- _Work to complete_
Write out, unaltered, each line from the top of the records below down to the line where "row-style variant overrides" appears, that line included.

━━ Task input

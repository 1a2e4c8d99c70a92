//! Config syntax trees for cfgpack.
//!
//! Sheet readers produce one multi-variant [`RootObject`] per item. This crate
//! turns those into single-variant objects ready for typed parsing:
//!
//! - [`extract_aliases`] hoists the `/Aliases` member into [`RootObject::aliases`]
//! - [`extract_variants`] expands column- and row-style variant overrides
//! - [`detect_duplicate_objects`] reports repeated `(id, variant)` pairs
//! - [`inherit_variant_values_from_baseline`] and
//!   [`inherit_key_value_variant_values_from_baseline`] back-fill variants
//!   from their baseline
//! - [`build_sheet_objects`] runs all of the above for one sheet

pub mod build_log;
pub mod error;
pub mod inheritance;
pub mod location;
pub mod node;
pub mod pipeline;
pub mod root;
pub mod variants;

pub use build_log::{
    detect_duplicate_objects, BuildLog, BuildMessage, BuildMessageLevel, CollectingBuildLog,
};
pub use error::{SyntaxError, SyntaxResult};
pub use inheritance::{
    copy_values, inherit_key_value_variant_values_from_baseline,
    inherit_variant_values_from_baseline,
};
pub use location::{CellRange, LocationResolver, SourceId, SourceLocation};
pub use node::{CollectionNode, NodeBase, NodeMemberId, NodeRef, ObjectNode, ScalarNode};
pub use pipeline::{build_sheet_objects, InheritancePolicy};
pub use root::{extract_aliases, ObjectId, RootObject, ALIASES_MEMBER, VARIANT_MEMBER};
pub use variants::{extract_variants, ExtractedVariants};
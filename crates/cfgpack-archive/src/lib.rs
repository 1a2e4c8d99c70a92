//! Config archive format for cfgpack.
//!
//! A config archive is an immutable bundle of named, content-hashed blobs
//! whose version is the fold of every `(name, hash)` pair in canonical name
//! order.
//!
//! # Architecture
//!
//! - **Binary form**: header, per-entry headers, then payloads; payloads may be
//!   Deflate-compressed when that makes them smaller
//! - **Folder form** (`Index.txt` + one file per entry): for inspection and diffing
//! - **ArchiveWriter** / [`encode`]: build the binary form from entries
//! - **ArchiveReader** / [`decode`]: parse any schema version from 2 to 5

pub mod archive;
pub mod compression;
pub mod config;
pub mod entry;
pub mod error;
pub mod folder;
pub mod reader;
pub mod writer;

pub use archive::{compute_version_hash, sort_entries, test_archive_version, ConfigArchive, EntryNameOrder};
pub use compression::{compress_payload, decompress_payload};
pub use config::ArchiveConfig;
pub use entry::{CompressionAlgorithm, ConfigArchiveEntry, EntryHeader};
pub use error::{ArchiveError, ArchiveResult};
pub use folder::{
    read_from_folder, read_from_folder_async, write_to_folder, write_to_folder_async, FolderIndex,
    INDEX_FILE_NAME,
};
pub use reader::{decode, read_archive_header, read_headers, verify_entries, ArchiveHeader, ArchiveReader};
pub use writer::{encode, ArchiveWriter, ARCHIVE_MAGIC, MAX_ENTRY_NAME_LENGTH, MIN_SCHEMA_VERSION, SCHEMA_VERSION};
use std::path::Path;

use serde::{Deserialize, Serialize};

use crate::entry::CompressionAlgorithm;
use crate::error::{ArchiveError, ArchiveResult};

/// Settings for writing binary archives.
#[derive(Clone, Debug, PartialEq, Eq, Serialize, Deserialize)]
#[serde(default)]
pub struct ArchiveConfig {
    /// Algorithm tried on each payload.
    pub compression: CompressionAlgorithm,
    /// Payloads of this many bytes or fewer are never compressed.
    pub min_size_for_compression: usize,
}

impl Default for ArchiveConfig {
    fn default() -> Self {
        Self {
            compression: CompressionAlgorithm::Deflate,
            min_size_for_compression: 32,
        }
    }
}

impl ArchiveConfig {
    /// Store every payload as-is.
    pub fn uncompressed() -> Self {
        Self {
            compression: CompressionAlgorithm::None,
            ..Default::default()
        }
    }

    /// Parse a config from TOML. Missing keys take their default values.
    pub fn from_toml_str(input: &str) -> ArchiveResult<Self> {
        toml::from_str(input).map_err(|e| ArchiveError::Config(e.to_string()))
    }

    /// Load a config from a TOML file.
    pub fn load(path: impl AsRef<Path>) -> ArchiveResult<Self> {
        let text = std::fs::read_to_string(path.as_ref())?;
        Self::from_toml_str(&text)
    }
}
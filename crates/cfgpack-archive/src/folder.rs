//! Folder encoding: one file per entry plus a plain-text `Index.txt`.
//!
//! ```text
//! MetaplayArchive <version> <timestamp-millis>
//! <entry-name> <entry-hash>
//! ...
//! ```

use std::path::{Component, Path, PathBuf};

use bytes::Bytes;
use cfgpack_types::ContentHash;
use chrono::{DateTime, Utc};
use tracing::{debug, warn};

use crate::archive::{ensure_unique_names, test_archive_version, ConfigArchive};
use crate::entry::ConfigArchiveEntry;
use crate::error::{ArchiveError, ArchiveResult};

/// Name of the index file inside an archive folder.
pub const INDEX_FILE_NAME: &str = "Index.txt";

/// Token at the start of the index file.
pub const INDEX_MAGIC: &str = "MetaplayArchive";

/// Parsed contents of `Index.txt`.
#[derive(Clone, Debug, PartialEq, Eq)]
pub struct FolderIndex {
    pub version: ContentHash,
    pub created_at: DateTime<Utc>,
    pub entries: Vec<(String, ContentHash)>,
}

impl FolderIndex {
    pub fn from_archive(archive: &ConfigArchive) -> Self {
        Self {
            version: archive.version(),
            created_at: archive.created_at(),
            entries: archive
                .entries()
                .iter()
                .map(|e| (e.name().to_string(), e.hash()))
                .collect(),
        }
    }

    /// Render as index file text.
    pub fn render(&self) -> String {
        let mut out = format!(
            "{INDEX_MAGIC} {} {}\n",
            self.version,
            self.created_at.timestamp_millis()
        );
        for (name, hash) in &self.entries {
            out.push_str(name);
            out.push(' ');
            out.push_str(&hash.to_hex());
            out.push('\n');
        }
        out
    }

    /// Parse index file text.
    pub fn parse(text: &str) -> ArchiveResult<Self> {
        let mut lines = text.lines().enumerate();

        let (_, header) = lines.next().ok_or(ArchiveError::MalformedIndex {
            line: 1,
            reason: "empty index".into(),
        })?;
        let malformed = |line: usize, reason: String| ArchiveError::MalformedIndex { line, reason };

        let fields: Vec<&str> = header.split_whitespace().collect();
        let [magic, version, millis] = fields[..] else {
            return Err(malformed(1, format!("expected 3 fields, found {}", fields.len())));
        };
        if magic != INDEX_MAGIC {
            return Err(malformed(1, format!("expected '{INDEX_MAGIC}', found '{magic}'")));
        }
        let version: ContentHash = version.parse()?;
        let millis: i64 = millis
            .parse()
            .map_err(|e| malformed(1, format!("bad timestamp '{millis}': {e}")))?;
        let created_at =
            DateTime::from_timestamp_millis(millis).ok_or(ArchiveError::InvalidTimestamp(millis))?;

        let mut entries = Vec::new();
        for (i, line) in lines {
            if line.trim().is_empty() {
                continue;
            }
            // Names may contain spaces; the hash never does.
            let (name, hash) = line
                .rsplit_once(' ')
                .ok_or_else(|| malformed(i + 1, "expected '<name> <hash>'".into()))?;
            validate_entry_name(name)?;
            entries.push((name.to_string(), hash.parse()?));
        }
        ensure_unique_names(entries.iter().map(|(name, _)| name.as_str()))?;

        Ok(Self {
            version,
            created_at,
            entries,
        })
    }
}

/// Reject names that would escape the folder or clash with the index.
pub fn validate_entry_name(name: &str) -> ArchiveResult<()> {
    let invalid = || ArchiveError::InvalidEntryName(name.to_string());
    if name.is_empty() || name.contains(['\n', '\r', '\\']) || name == INDEX_FILE_NAME {
        return Err(invalid());
    }
    let path = Path::new(name);
    if path.is_absolute()
        || path
            .components()
            .any(|c| !matches!(c, Component::Normal(_)))
    {
        return Err(invalid());
    }
    Ok(())
}

fn entry_path(dir: &Path, name: &str) -> ArchiveResult<PathBuf> {
    validate_entry_name(name)?;
    Ok(dir.join(name))
}

fn load_entry(name: String, expected: ContentHash, bytes: Vec<u8>) -> ArchiveResult<ConfigArchiveEntry> {
    let computed = ContentHash::compute_from_bytes(&bytes);
    if computed != expected {
        warn!(%name, %expected, %computed, "entry file does not match its index hash");
        return Err(ArchiveError::EntryHashMismatch {
            name,
            expected,
            computed,
        });
    }
    Ok(ConfigArchiveEntry::new(name, computed, Bytes::from(bytes)))
}

fn finish_read(index: FolderIndex, entries: Vec<ConfigArchiveEntry>) -> ArchiveResult<ConfigArchive> {
    let archive = ConfigArchive::from_parts(index.version, index.created_at, entries);
    test_archive_version(&archive)?;
    Ok(archive)
}

/// Write `archive` into `dir`, creating it if needed. The index is written last.
pub fn write_to_folder(archive: &ConfigArchive, dir: impl AsRef<Path>) -> ArchiveResult<()> {
    let dir = dir.as_ref();
    std::fs::create_dir_all(dir)?;
    for entry in archive.entries() {
        let path = entry_path(dir, entry.name())?;
        if let Some(parent) = path.parent() {
            std::fs::create_dir_all(parent)?;
        }
        std::fs::write(&path, entry.bytes())?;
    }
    std::fs::write(dir.join(INDEX_FILE_NAME), FolderIndex::from_archive(archive).render())?;
    debug!(dir = %dir.display(), entries = archive.len(), "wrote archive folder");
    Ok(())
}

/// Read an archive folder, verifying every entry hash and the version.
pub fn read_from_folder(dir: impl AsRef<Path>) -> ArchiveResult<ConfigArchive> {
    let dir = dir.as_ref();
    let index = FolderIndex::parse(&std::fs::read_to_string(dir.join(INDEX_FILE_NAME))?)?;
    let mut entries = Vec::with_capacity(index.entries.len());
    for (name, hash) in &index.entries {
        let bytes = std::fs::read(entry_path(dir, name)?)?;
        entries.push(load_entry(name.clone(), *hash, bytes)?);
    }
    debug!(dir = %dir.display(), entries = entries.len(), "read archive folder");
    finish_read(index, entries)
}

/// Async form of [`write_to_folder`]. Produces identical files.
pub async fn write_to_folder_async(archive: &ConfigArchive, dir: impl AsRef<Path>) -> ArchiveResult<()> {
    let dir = dir.as_ref();
    tokio::fs::create_dir_all(dir).await?;
    for entry in archive.entries() {
        let path = entry_path(dir, entry.name())?;
        if let Some(parent) = path.parent() {
            tokio::fs::create_dir_all(parent).await?;
        }
        tokio::fs::write(&path, entry.bytes()).await?;
    }
    tokio::fs::write(
        dir.join(INDEX_FILE_NAME),
        FolderIndex::from_archive(archive).render(),
    )
    .await?;
    debug!(dir = %dir.display(), entries = archive.len(), "wrote archive folder");
    Ok(())
}

/// Async form of [`read_from_folder`].
pub async fn read_from_folder_async(dir: impl AsRef<Path>) -> ArchiveResult<ConfigArchive> {
    let dir = dir.as_ref();
    let text = tokio::fs::read_to_string(dir.join(INDEX_FILE_NAME)).await?;
    let index = FolderIndex::parse(&text)?;
    let mut entries = Vec::with_capacity(index.entries.len());
    for (name, hash) in &index.entries {
        let bytes = tokio::fs::read(entry_path(dir, name)?).await?;
        entries.push(load_entry(name.clone(), *hash, bytes)?);
    }
    debug!(dir = %dir.display(), entries = entries.len(), "read archive folder");
    finish_read(index, entries)
}

#[cfg(test)]
mod tests {
    use super::*;

    fn sample() -> ConfigArchive {
        let created_at = DateTime::from_timestamp_millis(1_700_000_000_000).unwrap();
        ConfigArchive::new(
            created_at,
            vec![
                ConfigArchiveEntry::from_bytes("Shared.mpc", b"shared".to_vec()),
                ConfigArchiveEntry::from_bytes("Items/Weapons.mpc", b"sword".to_vec()),
                ConfigArchiveEntry::from_bytes("Empty.mpc", Vec::new()),
            ],
        )
        .unwrap()
    }

    #[test]
    fn folder_roundtrip() {
        let dir = tempfile::tempdir().unwrap();
        let archive = sample();
        write_to_folder(&archive, dir.path()).unwrap();

        assert!(dir.path().join("Items/Weapons.mpc").exists());
        let read = read_from_folder(dir.path()).unwrap();
        assert_eq!(read, archive);
    }

    #[test]
    fn index_layout() {
        let archive = sample();
        let text = FolderIndex::from_archive(&archive).render();
        let mut lines = text.lines();
        assert_eq!(
            lines.next().unwrap(),
            format!("MetaplayArchive {} 1700000000000", archive.version())
        );
        let first = &archive.entries()[0];
        assert_eq!(lines.next().unwrap(), format!("{} {}", first.name(), first.hash()));
        assert_eq!(text.lines().count(), 4);
    }

    #[test]
    fn index_parse_roundtrip_with_spaces_in_names() {
        let index = FolderIndex {
            version: ContentHash::new(5, 6),
            created_at: DateTime::from_timestamp_millis(42).unwrap(),
            entries: vec![("My Items.mpc".into(), ContentHash::new(1, 2))],
        };
        assert_eq!(FolderIndex::parse(&index.render()).unwrap(), index);
    }

    #[test]
    fn bad_index_magic() {
        let err = FolderIndex::parse("SomethingElse 0 0\n").unwrap_err();
        assert!(matches!(err, ArchiveError::MalformedIndex { line: 1, .. }));
    }

    #[test]
    fn bad_index_hash() {
        let text = format!("{INDEX_MAGIC} {} 0\nA nothex\n", ContentHash::ONE);
        let err = FolderIndex::parse(&text).unwrap_err();
        assert!(matches!(err, ArchiveError::InvalidHash(_)));
    }

    #[test]
    fn repeated_index_names_are_rejected() {
        let hash = ContentHash::compute_from_bytes(b"x");
        let text = format!("{INDEX_MAGIC} {} 0\nA {hash}\nB {hash}\nA {hash}\n", ContentHash::ONE);
        let err = FolderIndex::parse(&text).unwrap_err();
        assert!(matches!(err, ArchiveError::DuplicateEntryName(name) if name == "A"));
    }

    #[test]
    fn tampered_file_is_detected() {
        let dir = tempfile::tempdir().unwrap();
        write_to_folder(&sample(), dir.path()).unwrap();
        std::fs::write(dir.path().join("Shared.mpc"), b"edited").unwrap();

        let err = read_from_folder(dir.path()).unwrap_err();
        assert!(matches!(err, ArchiveError::EntryHashMismatch { name, .. } if name == "Shared.mpc"));
    }

    #[test]
    fn tampered_version_is_detected() {
        let dir = tempfile::tempdir().unwrap();
        let archive = sample();
        write_to_folder(&archive, dir.path()).unwrap();
        let index_path = dir.path().join(INDEX_FILE_NAME);
        let text = std::fs::read_to_string(&index_path)
            .unwrap()
            .replace(&archive.version().to_hex(), &ContentHash::new(9, 9).to_hex());
        std::fs::write(&index_path, text).unwrap();

        let err = read_from_folder(dir.path()).unwrap_err();
        assert!(matches!(err, ArchiveError::VersionMismatch { .. }));
    }

    #[test]
    fn escaping_names_are_rejected() {
        for name in ["../outside", "a/../../b", "/etc/passwd", "", "Index.txt", "a\\b"] {
            assert!(
                matches!(validate_entry_name(name), Err(ArchiveError::InvalidEntryName(_))),
                "{name:?} should be rejected"
            );
        }
        assert!(validate_entry_name("Items/Weapons.mpc").is_ok());

        let dir = tempfile::tempdir().unwrap();
        let archive = ConfigArchive::new(
            Utc::now(),
            vec![ConfigArchiveEntry::from_bytes("../escape", b"x".to_vec())],
        )
        .unwrap();
        assert!(write_to_folder(&archive, dir.path()).is_err());
    }

    #[test]
    fn missing_index_is_io_error() {
        let dir = tempfile::tempdir().unwrap();
        let err = read_from_folder(dir.path()).unwrap_err();
        assert!(matches!(err, ArchiveError::Io(_)));
    }

    #[tokio::test]
    async fn async_matches_blocking() {
        let archive = sample();
        let sync_dir = tempfile::tempdir().unwrap();
        let async_dir = tempfile::tempdir().unwrap();

        write_to_folder(&archive, sync_dir.path()).unwrap();
        write_to_folder_async(&archive, async_dir.path()).await.unwrap();

        for file in [INDEX_FILE_NAME, "Shared.mpc", "Items/Weapons.mpc", "Empty.mpc"] {
            assert_eq!(
                std::fs::read(sync_dir.path().join(file)).unwrap(),
                std::fs::read(async_dir.path().join(file)).unwrap(),
                "{file} differs"
            );
        }

        let read = read_from_folder_async(async_dir.path()).await.unwrap();
        assert_eq!(read, archive);
    }
}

━━━━

- _Exercise output_
repository 1a2e4c8d99c70a92
//! Config syntax trees for cfgpack.
//!
//! Sheet readers produce one multi-variant [`RootObject`] per item. This crate
//! turns those into single-variant objects ready for typed parsing:
//!
//! - [`extract_aliases`] hoists the `/Aliases` member into [`RootObject::aliases`]
//! - [`extract_variants`] expands column- and row-style variant overrides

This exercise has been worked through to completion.